Susan Cain is the author of Quiet: The Power of Introverts in a World That Can’t Stop Talking, a book that felt, in its quiet way, life-changing to me, with its underlying message of it’s ok to be how you are if you’re like this.

I was so looking forward to her newest, Bittersweet: How Sorrow and Longing Makes Us Whole (April 5, Random House) although I knew nothing could live up to the impact Quiet had.

Cain was inspired onto the multi-year journey of researching and writing about the specific feeling of sadness crossed with joy by the music of Leonard Cohen, her favorite musician. It takes some effort, but she ultimately describes quite well a feeling that I think can be stubbornly indescribable, that unique mix of sadness mingled with joy that can be so moving — something “rooted in brokenness, but point[ing] at transcendence.”

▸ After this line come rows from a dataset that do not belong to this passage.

use std::str::FromStr;

use chrono::{DateTime, Utc};
use serde::{Deserialize, Serialize};
use uuid::Uuid;

#[derive(Debug, Clone, Copy, Default, Serialize, Deserialize, PartialEq, Eq)]
#[serde(rename_all = "camelCase")]
pub struct DatabaseCounts {
    pub hospitals: i64,
    pub doctors: i64,
    pub patients: i64,
    pub consultations: i64,
    pub permissions: i64,
}

#[derive(Debug, Clone, Serialize, Deserialize, PartialEq)]
#[serde(rename_all = "camelCase")]
pub struct ConsultationStatistics {
    pub total: i64,
    pub this_month: i64,
    pub previous_month: i64,
    pub growth_percent: f64,
}

#[derive(Debug, Clone, Serialize, Deserialize, PartialEq)]
#[serde(rename_all = "camelCase")]
pub struct PatientStatistics {
    pub total: i64,
    pub active: i64,
    pub new_this_month: i64,
    pub new_previous_month: i64,
    pub growth_percent: f64,
}

#[derive(Debug, Clone, Serialize, Deserialize, PartialEq)]
#[serde(rename_all = "camelCase")]
pub struct DoctorStatistics {
    pub total: i64,
    pub active: i64,
}

#[derive(Debug, Clone, Serialize, Deserialize, PartialEq)]
#[serde(rename_all = "camelCase")]
pub struct MonthlyStatistics {
    pub month_start: DateTime<Utc>,
    pub consultations: ConsultationStatistics,
    pub patients: PatientStatistics,
    pub doctors: DoctorStatistics,
    pub hospitals: i64,
    pub generated_at: DateTime<Utc>,
}

#[derive(Debug, Clone, Copy, Serialize, Deserialize, PartialEq, Eq)]
#[serde(rename_all = "SCREAMING_SNAKE_CASE")]
pub enum ActivityKind {
    ConsultationRecorded,
    PatientRegistered,
}

#[derive(Debug, Clone, Serialize, Deserialize, PartialEq)]
#[serde(rename_all = "camelCase")]
pub struct Activity {
    pub kind: ActivityKind,
    pub reference: String,
    pub description: String,
    pub occurred_at: DateTime<Utc>,
}

#[derive(Debug, Clone, Copy, Serialize, Deserialize, PartialEq, Eq, Default)]
#[serde(rename_all = "lowercase")]
pub enum SnapshotPeriod {
    Daily,
    Weekly,
    #[default]
    Monthly,
}

impl SnapshotPeriod {
    pub fn as_str(&self) -> &'static str {
        match self {
            SnapshotPeriod::Daily => "daily",
            SnapshotPeriod::Weekly => "weekly",
            SnapshotPeriod::Monthly => "monthly",
        }
    }
}

impl FromStr for SnapshotPeriod {
    type Err = String;

    fn from_str(s: &str) -> Result<Self, Self::Err> {
        match s {
            "daily" => Ok(SnapshotPeriod::Daily),
            "weekly" => Ok(SnapshotPeriod::Weekly),
            "monthly" => Ok(SnapshotPeriod::Monthly),
            other => Err(format!("unknown statistics period: {}", other)),
        }
    }
}

#[derive(Debug, Clone, Serialize, Deserialize)]
#[serde(rename_all = "camelCase")]
pub struct StatisticsSnapshot {
    pub id: Uuid,
    pub period: SnapshotPeriod,
    pub payload: serde_json::Value,
    pub created_at: DateTime<Utc>,
}
use actix_web::web;

use super::handlers::{
    auth, consultations, doctors, health, hospitals, ledger, patients, permissions, statistics, ussd,
};

/// Mount every route; the caller adds middleware, state and the JSON config.
pub fn configure(cfg: &mut web::ServiceConfig) {
    cfg.route("/health", web::get().to(health::health))
        .service(
            web::scope("/api/v1")
                .route("/test", web::get().to(health::api_test))
                .service(
                    web::scope("/auth")
                        .route("/patient", web::post().to(auth::patient_login))
                        .route("/hospital", web::post().to(auth::hospital_login))
                        .route("/doctor", web::post().to(auth::doctor_login)),
                )
                .service(
                    web::scope("/hospitals")
                        .route("", web::get().to(hospitals::list_hospitals))
                        .route("", web::post().to(hospitals::create_hospital))
                        .route("/{code}", web::get().to(hospitals::get_hospital)),
                )
                .service(
                    web::scope("/doctors")
                        .route("", web::get().to(doctors::list_doctors))
                        .route("", web::post().to(doctors::create_doctor))
                        .route("/{id}", web::get().to(doctors::get_doctor)),
                )
                .service(
                    web::scope("/patients")
                        .route("", web::get().to(patients::list_patients))
                        .route("", web::post().to(patients::register_patient))
                        .route("/{patient_id}", web::get().to(patients::get_patient))
                        .route("/{patient_id}", web::put().to(patients::update_patient))
                        .route("/{patient_id}/card", web::get().to(patients::patient_card))
                        .route(
                            "/{patient_id}/consultations",
                            web::get().to(consultations::patient_consultations),
                        )
                        .route("/{patient_id}/permissions", web::get().to(permissions::list_permissions))
                        .route("/{patient_id}/permissions", web::post().to(permissions::grant_permission))
                        .route(
                            "/{patient_id}/permissions/{doctor_id}",
                            web::delete().to(permissions::revoke_permission),
                        ),
                )
                .service(
                    web::scope("/consultations")
                        .route("", web::get().to(consultations::list_consultations))
                        .route("", web::post().to(consultations::create_consultation))
                        .route("/{consultation_id}", web::get().to(consultations::get_consultation))
                        .route("/{consultation_id}/status", web::patch().to(consultations::update_status)),
                )
                .service(
                    web::scope("/statistics")
                        .route("/dashboard", web::get().to(statistics::dashboard))
                        .route("/monthly", web::get().to(statistics::monthly))
                        .route("/activity", web::get().to(statistics::activity))
                        .route("/snapshots", web::post().to(statistics::create_snapshot)),
                )
                .route("/ussd", web::post().to(ussd::callback)),
        )
        .service(
            web::scope("/api/hedera")
                .route("/health", web::get().to(ledger::health))
                .route("/contracts", web::get().to(ledger::contracts))
                .route("/create-patient", web::post().to(ledger::create_patient))
                .route("/patient/{sequence}", web::get().to(ledger::patient_entry)),
        );
}
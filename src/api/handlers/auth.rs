//! Login endpoints for patients, hospital administrators and doctors.

use actix_web::{web, HttpResponse};
use chrono::Utc;
use serde::Deserialize;
use serde_json::json;
use tracing::info;

use crate::auth::{verify_password, Role};
use crate::core::identity::normalize_patient_id;
use crate::error::{ApiError, ApiResult};
use crate::models::{AdminRole, HospitalRef};
use crate::AppState;

const BAD_CREDENTIALS: &str = "invalid credentials";

#[derive(Debug, Deserialize)]
#[serde(rename_all = "camelCase")]
pub struct PatientLogin {
    #[serde(default)]
    pub patient_id: String,
    #[serde(default)]
    pub password: String,
}

#[derive(Debug, Deserialize)]
#[serde(rename_all = "camelCase")]
pub struct AdminLogin {
    #[serde(default)]
    pub admin_id: String,
    #[serde(default)]
    pub password: String,
}

#[derive(Debug, Deserialize)]
#[serde(rename_all = "camelCase")]
pub struct DoctorLogin {
    #[serde(default)]
    pub email: String,
    #[serde(default)]
    pub password: String,
    #[serde(default)]
    pub hospital_code: String,
}

fn require(fields: &[(&str, &str)]) -> ApiResult<()> {
    let missing: Vec<&str> = fields
        .iter()
        .filter(|(_, value)| value.trim().is_empty())
        .map(|(name, _)| *name)
        .collect();
    if missing.is_empty() {
        Ok(())
    } else {
        Err(ApiError::BadRequest(format!("missing required fields: {}", missing.join(", "))))
    }
}

fn unauthorized() -> ApiError {
    ApiError::Unauthorized(BAD_CREDENTIALS.into())
}

pub async fn patient_login(state: web::Data<AppState>, body: web::Json<PatientLogin>) -> ApiResult<HttpResponse> {
    let body = body.into_inner();
    require(&[("patientId", body.patient_id.as_str()), ("password", body.password.as_str())])?;

    let patient = state
        .store
        .find_patient(&normalize_patient_id(&body.patient_id))
        .await?
        .filter(|p| p.is_active)
        .ok_or_else(unauthorized)?;
    if !verify_password(&body.password, &patient.password_hash) {
        return Err(unauthorized());
    }

    state.store.touch_patient_login(patient.id, Utc::now()).await?;
    let issued = state.tokens.issue(patient.id, Role::Patient, &patient.patient_id, None)?;
    info!(patient_id = %patient.patient_id, "patient logged in");

    Ok(HttpResponse::Ok().json(json!({
        "success": true,
        "data": {
            "token": issued.token,
            "expiresAt": issued.expires_at,
            "patient": patient,
        },
    })))
}

pub async fn hospital_login(state: web::Data<AppState>, body: web::Json<AdminLogin>) -> ApiResult<HttpResponse> {
    let body = body.into_inner();
    require(&[("adminId", body.admin_id.as_str()), ("password", body.password.as_str())])?;

    let admin = state
        .store
        .find_admin(body.admin_id.trim())
        .await?
        .filter(|a| a.is_active)
        .ok_or_else(unauthorized)?;
    if !verify_password(&body.password, &admin.password_hash) {
        return Err(unauthorized());
    }
    let hospital = state
        .store
        .get_hospital(admin.hospital_id)
        .await?
        .ok_or_else(|| ApiError::internal(anyhow::anyhow!("admin {} has no hospital", admin.admin_id)))?;

    state.store.touch_admin_login(admin.id, Utc::now()).await?;
    let role = match admin.role {
        AdminRole::SuperAdmin => Role::SuperAdmin,
        AdminRole::Admin => Role::Admin,
    };
    let issued = state.tokens.issue(admin.id, role, &admin.admin_id, Some(hospital.id))?;
    info!(admin_id = %admin.admin_id, hospital = %hospital.code, "administrator logged in");

    Ok(HttpResponse::Ok().json(json!({
        "success": true,
        "data": {
            "token": issued.token,
            "expiresAt": issued.expires_at,
            "admin": admin,
            "hospital": HospitalRef::from(&hospital),
        },
    })))
}

pub async fn doctor_login(state: web::Data<AppState>, body: web::Json<DoctorLogin>) -> ApiResult<HttpResponse> {
    let body = body.into_inner();
    require(&[
        ("email", body.email.as_str()),
        ("password", body.password.as_str()),
        ("hospitalCode", body.hospital_code.as_str()),
    ])?;

    let email = body.email.trim().to_lowercase();
    let view = state
        .store
        .find_doctor_for_login(&email, body.hospital_code.trim())
        .await?
        .ok_or_else(unauthorized)?;
    if !verify_password(&body.password, &view.doctor.password_hash) {
        return Err(unauthorized());
    }

    state.store.touch_doctor_login(view.doctor.id, Utc::now()).await?;
    let issued = state.tokens.issue(
        view.doctor.id,
        Role::Doctor,
        &view.doctor.doctor_id,
        Some(view.doctor.hospital_id),
    )?;
    info!(doctor_id = %view.doctor.doctor_id, hospital = %view.hospital.code, "doctor logged in");

    Ok(HttpResponse::Ok().json(json!({
        "success": true,
        "data": {
            "token": issued.token,
            "expiresAt": issued.expires_at,
            "doctor": view,
        },
    })))
}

She finds a lot of ways to encapsulate the feeling of bittersweetness and its iterations, including using the German Sehnsucht, a combination of “yearning” and “an obsession or addiction”, and draws on other people’s experience of bittersweetness, like C.S. Lewis calling it “that unnameable something, desire for which pierces us like a rapier at the smell of bonfire, the sound of wild ducks flying overhead, the title of The Well at the World’s End, the opening lines of ‘Kubla Khan,’ the morning cobwebs in late summer, or the noise of falling waves.”

I was actually a bit hazy — or maybe unconvinced? — about exactly what the feeling was, or the significance of it, because although I love some Cohen songs I don’t have that specific connection as she does. But it’s hard to argue with much of the above, and Cain also links to an accompanying playlist, which solidified the concept for me: “Landslide” was the song that most defined it for me.

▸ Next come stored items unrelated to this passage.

//! Signed bearer tokens (HS256 JWT).

use std::fmt;

use chrono::{DateTime, Duration, TimeZone, Utc};
use jsonwebtoken::{decode, encode, Algorithm, DecodingKey, EncodingKey, Header, Validation};
use serde::{Deserialize, Serialize};
use uuid::Uuid;

use crate::config::AuthConfig;
use crate::error::ApiError;

#[derive(Debug, Clone, Copy, PartialEq, Eq, Serialize, Deserialize)]
#[serde(rename_all = "snake_case")]
pub enum Role {
    Patient,
    Doctor,
    Admin,
    SuperAdmin,
}

impl Role {
    pub fn is_admin(self) -> bool {
        matches!(self, Role::Admin | Role::SuperAdmin)
    }

    pub fn is_staff(self) -> bool {
        self != Role::Patient
    }
}

impl fmt::Display for Role {
    fn fmt(&self, f: &mut fmt::Formatter<'_>) -> fmt::Result {
        let name = match self {
            Role::Patient => "patient",
            Role::Doctor => "doctor",
            Role::Admin => "admin",
            Role::SuperAdmin => "super_admin",
        };
        f.write_str(name)
    }
}

#[derive(Debug, Clone, Serialize, Deserialize, PartialEq)]
pub struct Claims {
    /// Internal record id of the authenticated principal.
    pub sub: Uuid,
    pub role: Role,
    /// External identifier: patient ID, doctor ID or admin ID.
    pub ident: String,
    pub hospital: Option<Uuid>,
    pub iat: i64,
    pub exp: i64,
}

#[derive(Debug, Clone, Serialize)]
#[serde(rename_all = "camelCase")]
pub struct IssuedToken {
    pub token: String,
    pub expires_at: DateTime<Utc>,
}

#[derive(Clone)]
pub struct TokenService {
    encoding: EncodingKey,
    decoding: DecodingKey,
    ttl: Duration,
}

impl TokenService {
    pub fn new(secret: &str, ttl: Duration) -> Self {
        Self {
            encoding: EncodingKey::from_secret(secret.as_bytes()),
            decoding: DecodingKey::from_secret(secret.as_bytes()),
            ttl,
        }
    }

    pub fn from_config(config: &AuthConfig) -> Self {
        Self::new(&config.jwt_secret, Duration::minutes(config.token_ttl_minutes))
    }

    pub fn issue(&self, subject: Uuid, role: Role, ident: &str, hospital: Option<Uuid>) -> Result<IssuedToken, ApiError> {
        self.issue_at(subject, role, ident, hospital, Utc::now())
    }

    fn issue_at(
        &self,
        subject: Uuid,
        role: Role,
        ident: &str,
        hospital: Option<Uuid>,
        now: DateTime<Utc>,
    ) -> Result<IssuedToken, ApiError> {
        let expires_at = now + self.ttl;
        let claims = Claims {
            sub: subject,
            role,
            ident: ident.to_string(),
            hospital,
            iat: now.timestamp(),
            exp: expires_at.timestamp(),
        };
        let token = encode(&Header::new(Algorithm::HS256), &claims, &self.encoding).map_err(ApiError::internal)?;
        Ok(IssuedToken {
            token,
            expires_at: Utc.timestamp_opt(claims.exp, 0).single().unwrap_or(expires_at),
        })
    }

    pub fn verify(&self, token: &str) -> Result<Claims, ApiError> {
        let mut validation = Validation::new(Algorithm::HS256);
        validation.leeway = 0;
        decode::<Claims>(token, &self.decoding, &validation)
            .map(|data| data.claims)
            .map_err(|e| {
                tracing::debug!(error = %e, "token rejected");
                ApiError::Unauthorized("invalid or expired token".into())
            })
    }
}

#[cfg(test)]
mod tests {
    use super::*;

    fn service() -> TokenService {
        TokenService::new("test-secret", Duration::minutes(30))
    }

    #[test]
    fn issued_tokens_verify() {
        let subject = Uuid::new_v4();
        let hospital = Some(Uuid::new_v4());
        let issued = service().issue(subject, Role::Doctor, "MED-CHU-MEL-0001", hospital).unwrap();
        let claims = service().verify(&issued.token).unwrap();
        assert_eq!(claims.sub, subject);
        assert_eq!(claims.role, Role::Doctor);
        assert_eq!(claims.ident, "MED-CHU-MEL-0001");
        assert_eq!(claims.hospital, hospital);
        assert_eq!(claims.exp, issued.expires_at.timestamp());
    }

    #[test]
    fn expired_tokens_are_rejected() {
        let issued = service()
            .issue_at(Uuid::new_v4(), Role::Patient, "BJ20250001", None, Utc::now() - Duration::hours(2))
            .unwrap();
        assert!(matches!(service().verify(&issued.token), Err(ApiError::Unauthorized(_))));
    }

    #[test]
    fn tokens_signed_with_another_secret_are_rejected() {
        let other = TokenService::new("other-secret", Duration::minutes(30));
        let issued = other.issue(Uuid::new_v4(), Role::Admin, "ADM-1", None).unwrap();
        assert!(service().verify(&issued.token).is_err());
        assert!(service().verify("not-a-jwt").is_err());
    }

    #[test]
    fn role_helpers() {
        assert!(Role::SuperAdmin.is_admin());
        assert!(!Role::Doctor.is_admin());
        assert!(Role::Doctor.is_staff());
        assert!(!Role::Patient.is_staff());
        assert_eq!(Role::SuperAdmin.to_string(), "super_admin");
    }
}
use actix_web::{web, HttpRequest, HttpResponse};
use chrono::Utc;
use serde_json::json;
use tracing::warn;

use crate::error::ApiResult;
use crate::AppState;

pub async fn health(state: web::Data<AppState>) -> HttpResponse {
    let timestamp = Utc::now().to_rfc3339();
    match state.store.ping().await {
        Ok(()) => HttpResponse::Ok().json(json!({
            "status": "OK",
            "database": "Connected",
            "version": state.config.api_version,
            "environment": state.config.environment,
            "timestamp": timestamp,
        })),
        Err(e) => {
            warn!(error = %e, "health check failed");
            HttpResponse::ServiceUnavailable().json(json!({
                "status": "ERROR",
                "database": "Disconnected",
                "version": state.config.api_version,
                "environment": state.config.environment,
                "timestamp": timestamp,
            }))
        }
    }
}

/// Connectivity check used by the frontend.
pub async fn api_test(state: web::Data<AppState>) -> ApiResult<HttpResponse> {
    let counts = state.store.counts().await?;
    Ok(HttpResponse::Ok().json(json!({
        "success": true,
        "message": "Hedera Health ID API is working",
        "databaseStats": counts,
        "timestamp": Utc::now().to_rfc3339(),
    })))
}

pub async fn not_found(req: HttpRequest) -> HttpResponse {
    HttpResponse::NotFound().json(json!({
        "error": "Route not found",
        "path": req.path(),
        "method": req.method().as_str(),
        "timestamp": Utc::now().to_rfc3339(),
    }))
}
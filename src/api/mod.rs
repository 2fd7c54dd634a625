//! API module for Hedera Health ID
//!
//! Routes, handlers and middleware of the REST API.

use actix_web::{web, HttpResponse};
use serde::Serialize;
use serde_json::json;

use crate::error::{json_error_handler, path_error_handler, query_error_handler};
use crate::AppState;

pub mod handlers;
pub mod middleware;
pub mod routes;

pub use routes::configure;

/// `{ success: true, data }`
pub fn ok<T: Serialize>(data: T) -> HttpResponse {
    HttpResponse::Ok().json(json!({ "success": true, "data": data }))
}

/// `{ success: true, data: [...], count }`
pub fn list<T: Serialize>(items: Vec<T>) -> HttpResponse {
    let count = items.len();
    HttpResponse::Ok().json(json!({ "success": true, "data": items, "count": count }))
}

/// `201 { success: true, data, message }`
pub fn created<T: Serialize>(data: T, message: &str) -> HttpResponse {
    HttpResponse::Created().json(json!({ "success": true, "data": data, "message": message }))
}

/// Shared state, JSON limits, every route and the JSON 404 fallback.
pub fn app_config(state: web::Data<AppState>) -> impl Fn(&mut web::ServiceConfig) + Clone {
    move |cfg: &mut web::ServiceConfig| {
        let json = web::JsonConfig::default()
            .limit(state.config.server.json_limit_bytes)
            .error_handler(json_error_handler);
        let path = web::PathConfig::default().error_handler(path_error_handler);
        let query = web::QueryConfig::default().error_handler(query_error_handler);
        cfg.app_data(state.clone()).app_data(json).app_data(path).app_data(query);
        configure(cfg);
        cfg.default_service(web::to(handlers::health::not_found));
    }
}
//! Argon2id password hashing with PHC-format strings.

use argon2::password_hash::{rand_core::OsRng, PasswordHash, PasswordHasher, PasswordVerifier, SaltString};
use argon2::Argon2;

use crate::error::ApiError;

pub fn hash_password(password: &str) -> Result<String, ApiError> {
    let salt = SaltString::generate(&mut OsRng);
    Argon2::default()
        .hash_password(password.as_bytes(), &salt)
        .map(|hash| hash.to_string())
        .map_err(|e| ApiError::internal(anyhow::anyhow!("password hashing failed: {}", e)))
}

/// Stored values that are not PHC strings never verify.
pub fn verify_password(password: &str, stored_hash: &str) -> bool {
    match PasswordHash::new(stored_hash) {
        Ok(parsed) => Argon2::default()
            .verify_password(password.as_bytes(), &parsed)
            .is_ok(),
        Err(_) => {
            tracing::warn!("stored password hash is not in PHC format");
            false
        }
    }
}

Towards the end, she describes Gerard Manley Hopkins’ poem “Spring and Fall,” written “to a young girl who’s upset that the leaves are falling from the trees in ‘Goldengrove'” and that was the icing on the cake. I read that poem for the first time in AP English in high school and I can still remember how it made me feel back then, and still does every time I encounter it. It made me love the entire book and endeavor a little more, because as intangible and strange as this entire concept is, it’s still lovely and affecting.

My issue with it is that aside from capturing these feelings well and validating them — so, showing where they can fit in our lives or in the big scheme of things and what benefit they can have for things like coping, grieving, or just managing bad days — this didn’t feel as actionable or informative as Quiet (unfair to constantly compare them, I know, but the structures and formats are so similar). I think it’s intended only to highlight the benefits of embracing sadness or melancholy, especially considering the particularly American relentlessness of happiness and positivity. (A chapter covers this as well, a topic I’m always interested in since it’s so emotionally and psychologically toxic, but Barbara Ehrenreich’s Bright-Sided hits it more thoroughly and makes a good companion read.)

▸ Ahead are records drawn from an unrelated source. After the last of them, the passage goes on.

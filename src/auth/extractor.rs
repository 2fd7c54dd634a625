use actix_web::http::header::AUTHORIZATION;
use actix_web::{dev::Payload, web, FromRequest, HttpRequest};
use futures::future::{ready, Ready};
use uuid::Uuid;

use super::token::{Claims, Role};
use crate::error::ApiError;
use crate::AppState;

/// The caller identified by a valid `Authorization: Bearer <jwt>` header.
#[derive(Debug, Clone)]
pub struct AuthenticatedUser {
    pub claims: Claims,
}

impl AuthenticatedUser {
    pub fn id(&self) -> Uuid {
        self.claims.sub
    }

    pub fn role(&self) -> Role {
        self.claims.role
    }

    pub fn hospital(&self) -> Option<Uuid> {
        self.claims.hospital
    }

    pub fn require_role(&self, allowed: &[Role]) -> Result<(), ApiError> {
        if allowed.contains(&self.claims.role) {
            Ok(())
        } else {
            Err(ApiError::forbidden())
        }
    }

    pub fn require_admin(&self) -> Result<(), ApiError> {
        self.require_role(&[Role::Admin, Role::SuperAdmin])
    }

    pub fn is_patient(&self, patient_id: &str) -> bool {
        self.claims.role == Role::Patient && self.claims.ident == patient_id
    }
}

fn bearer_token(req: &HttpRequest) -> Option<&str> {
    let value = req.headers().get(AUTHORIZATION)?.to_str().ok()?;
    let token = value.strip_prefix("Bearer ").or_else(|| value.strip_prefix("bearer "))?;
    let token = token.trim();
    (!token.is_empty()).then_some(token)
}

fn authenticate(req: &HttpRequest) -> Result<AuthenticatedUser, ApiError> {
    let state = req
        .app_data::<web::Data<AppState>>()
        .ok_or_else(|| ApiError::internal(anyhow::anyhow!("application state is not configured")))?;
    let token = bearer_token(req).ok_or_else(|| ApiError::Unauthorized("missing bearer token".into()))?;
    let claims = state.tokens.verify(token)?;
    Ok(AuthenticatedUser { claims })
}

impl FromRequest for AuthenticatedUser {
    type Error = ApiError;
    type Future = Ready<Result<Self, Self::Error>>;

    fn from_request(req: &HttpRequest, _payload: &mut Payload) -> Self::Future {
        ready(authenticate(req))
    }
}

#[cfg(test)]
mod tests {
    use super::*;
    use actix_web::test::TestRequest;

    #[test]
    fn bearer_prefix_is_required() {
        let req = TestRequest::default()
            .insert_header((AUTHORIZATION, "Bearer abc.def.ghi"))
            .to_http_request();
        assert_eq!(bearer_token(&req), Some("abc.def.ghi"));

        let req = TestRequest::default()
            .insert_header((AUTHORIZATION, "Basic dXNlcjpwYXNz"))
            .to_http_request();
        assert_eq!(bearer_token(&req), None);

        let req = TestRequest::default().insert_header((AUTHORIZATION, "Bearer ")).to_http_request();
        assert_eq!(bearer_token(&req), None);
    }
}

Cain braids memoir throughout the cultural and psychological research, including a detailed look at her relationship with her mother and its fracturing, never to be the same throughout the rest of her mother’s life. Her mother now has dementia, and Cain’s description of what’s significant to her — so what remained after the rest of the bitterness fell away — is hauntingly lovely and I think says a lot about what matters to people, ultimately. Her research points are fascinating as always, ranging from the scientific and academic to pop culture, like the story of how the entire script of the Pixar movie Inside Out was retooled to focus on Sadness.

I guess that’s really what this is about emphasizing — that life is never a series of high highs, it’s always tempered and it’s best to get used to that and in fact, to expect it. It’s absolutely worth the read, even if it does feel less innovative or revelatory. There’s a lot of power in these kind of subtle explorations, too.

I received an advance copy courtesy of the publisher for unbiased review.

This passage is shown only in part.